I’m an absolute beginner to this engine and just started to use it for a game I want to create for my bachelor thesis. I’m currently doing all the tutorials and encountered the first problem in the fourth tutorial about the simpleUpdate function.
The third exercise of this tutorial tells me to create a pulsating cube. That’s not difficult, of course, and it works, but ONLY if I don’t use a value lower than 0.8 in the following code snippet:
If I change the 0.8 to a 0.7, for example, the cube starts growing indefinitely, caused by the .getX() values dropping below 0. The console output (.getX() values) looks like the following:
@@MateStrysewske said:
The only difference is that println, actually. I just excluded it because it's not important.

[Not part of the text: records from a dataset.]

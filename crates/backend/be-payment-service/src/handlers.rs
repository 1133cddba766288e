use std::sync::Arc;

use auth_core::Role;
use axum::Json;
use axum::extract::State;
use axum::http::{HeaderMap, StatusCode};
use be_authz::{AuthUser, authorize};
use rust_decimal::Decimal;
use stripe::{EventObject, EventType, Webhook};
use tracing::{error, info, warn};
use uuid::Uuid;

use crate::error::PaymentError;
use crate::issuer::{IssueRequest, issue_payment_intent};
use crate::reconcile::round2;
use crate::service::AppState;
use crate::types::{CreatePaymentIntentRequest, CreatePaymentIntentResponse};
use crate::webhook::WebhookEventHandler;

// ---------------------------------------------------------------------------
// POST /payment/create-payment-intent
// ---------------------------------------------------------------------------

/// Reconciles the submitted amount with the stored order, then creates (or
/// reuses) the processor intent for this checkout.
pub async fn create_payment_intent<H: WebhookEventHandler>(
    State(state): State<Arc<AppState<H>>>,
    AuthUser(principal): AuthUser,
    Json(body): Json<CreatePaymentIntentRequest>,
) -> Result<Json<CreatePaymentIntentResponse>, PaymentError> {
    authorize(&principal, &Role::ALL)?;

    let amount = body.amount.ok_or(PaymentError::MissingField("amount"))?;
    if !amount.is_finite() || amount <= 0.0 {
        return Err(PaymentError::InvalidField("amount"));
    }
    let amount = round2(Decimal::try_from(amount).map_err(|_| PaymentError::InvalidField("amount"))?);

    let order_id = body
        .metadata
        .order_id
        .as_deref()
        .ok_or(PaymentError::MissingField("metadata.order_id"))?;
    let order_id =
        Uuid::parse_str(order_id).map_err(|_| PaymentError::InvalidField("metadata.order_id"))?;

    let currency = body
        .currency
        .map(|c| c.trim().to_lowercase())
        .filter(|c| !c.is_empty())
        .unwrap_or_else(|| state.config.currency.clone());

    let response = issue_payment_intent(
        state.store.as_ref(),
        state.gateway.as_ref(),
        &state.config,
        IssueRequest {
            order_id,
            customer_id: principal.user_id,
            amount,
            currency,
            idempotency_key: body.idempotency_key,
            points_used: body.metadata.points_used.unwrap_or(0),
        },
    )
    .await?;

    Ok(Json(response))
}

// ---------------------------------------------------------------------------
// POST /payment/webhook
// ---------------------------------------------------------------------------

/// Handles processor webhook events with signature verification. Events for
/// unknown intents are acknowledged so the processor stops retrying.
pub async fn handle_webhook<H: WebhookEventHandler>(
    State(state): State<Arc<AppState<H>>>,
    headers: HeaderMap,
    body: String,
) -> Result<StatusCode, PaymentError> {
    let signature = headers
        .get("stripe-signature")
        .and_then(|v| v.to_str().ok())
        .ok_or(PaymentError::WebhookSignatureInvalid)?;

    let event = Webhook::construct_event(&body, signature, &state.config.stripe_webhook_secret)
        .map_err(|_| PaymentError::WebhookSignatureInvalid)?;

    let EventObject::PaymentIntent(intent) = event.data.object else {
        info!(event_type = %event.type_, "Ignoring webhook event");
        return Ok(StatusCode::OK);
    };
    let intent_id = intent.id.to_string();

    let result = match event.type_ {
        EventType::PaymentIntentSucceeded => {
            info!(%intent_id, "Payment intent succeeded");
            state.webhook_handler.on_payment_succeeded(intent_id).await
        }
        EventType::PaymentIntentPaymentFailed => {
            info!(%intent_id, "Payment intent failed");
            state.webhook_handler.on_payment_failed(intent_id).await
        }
        EventType::PaymentIntentCanceled => {
            info!(%intent_id, "Payment intent canceled");
            state.webhook_handler.on_payment_canceled(intent_id).await
        }
        other => {
            warn!(event_type = %other, "Unhandled webhook event");
            Ok(())
        }
    };

    if let Err(e) = result {
        error!(error = %e, "Failed to apply webhook event");
        return Err(e);
    }

    Ok(StatusCode::OK)
}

Oh, cool… then it must be running just fine. I wonder what else was excluded that wasn’t important. Seriously, though…
One thing to note: scale() is relative. So if scale ever goes to 0 then it will stay 0 forever. If it ever goes negative then it will stay negative forever. So perhaps when you run at the lower threshold it goes negative once and then stays there.
I guess it’s a nice example but the code is not very robust in the face of large tpf (caused by extremely slow frame rates).
Well, instead of saying “it’s not important”, let’s say it’s completely irrelevant for the functionality of the code. Like I said, it’s the only line that I excluded.
That’s a good answer, thank you! So it seems like the update cycle isn’t called often enough to prevent the value from dropping below 0 and therefore the cube grows indefinitely. Would you suggest to use “setLocalScale” then?
Thank you, that helps a lot. I don’t really understand why scale() behaves like that, but it’s good to know that it does and that I should use other stuff instead.
@@MateStrysewske said:
Thank you, that helps a lot. I don't really understand why scale() behaves like that, but it's good to know that it does and that I should use other stuff instead. :)
If you have something 5 units wide (whatever the current scale) and you call scale(0.5) you’d expect it to be 2.5 units wide. Therefore, for the method to have any meaning, if you call scale(0.5) again then it should end up as 1.25 units wide and so on.
If you call scale(-1) then you invert all axes. scale(), move(), and rotate() are all relative. Convenient, but I rarely ever use them in a real game.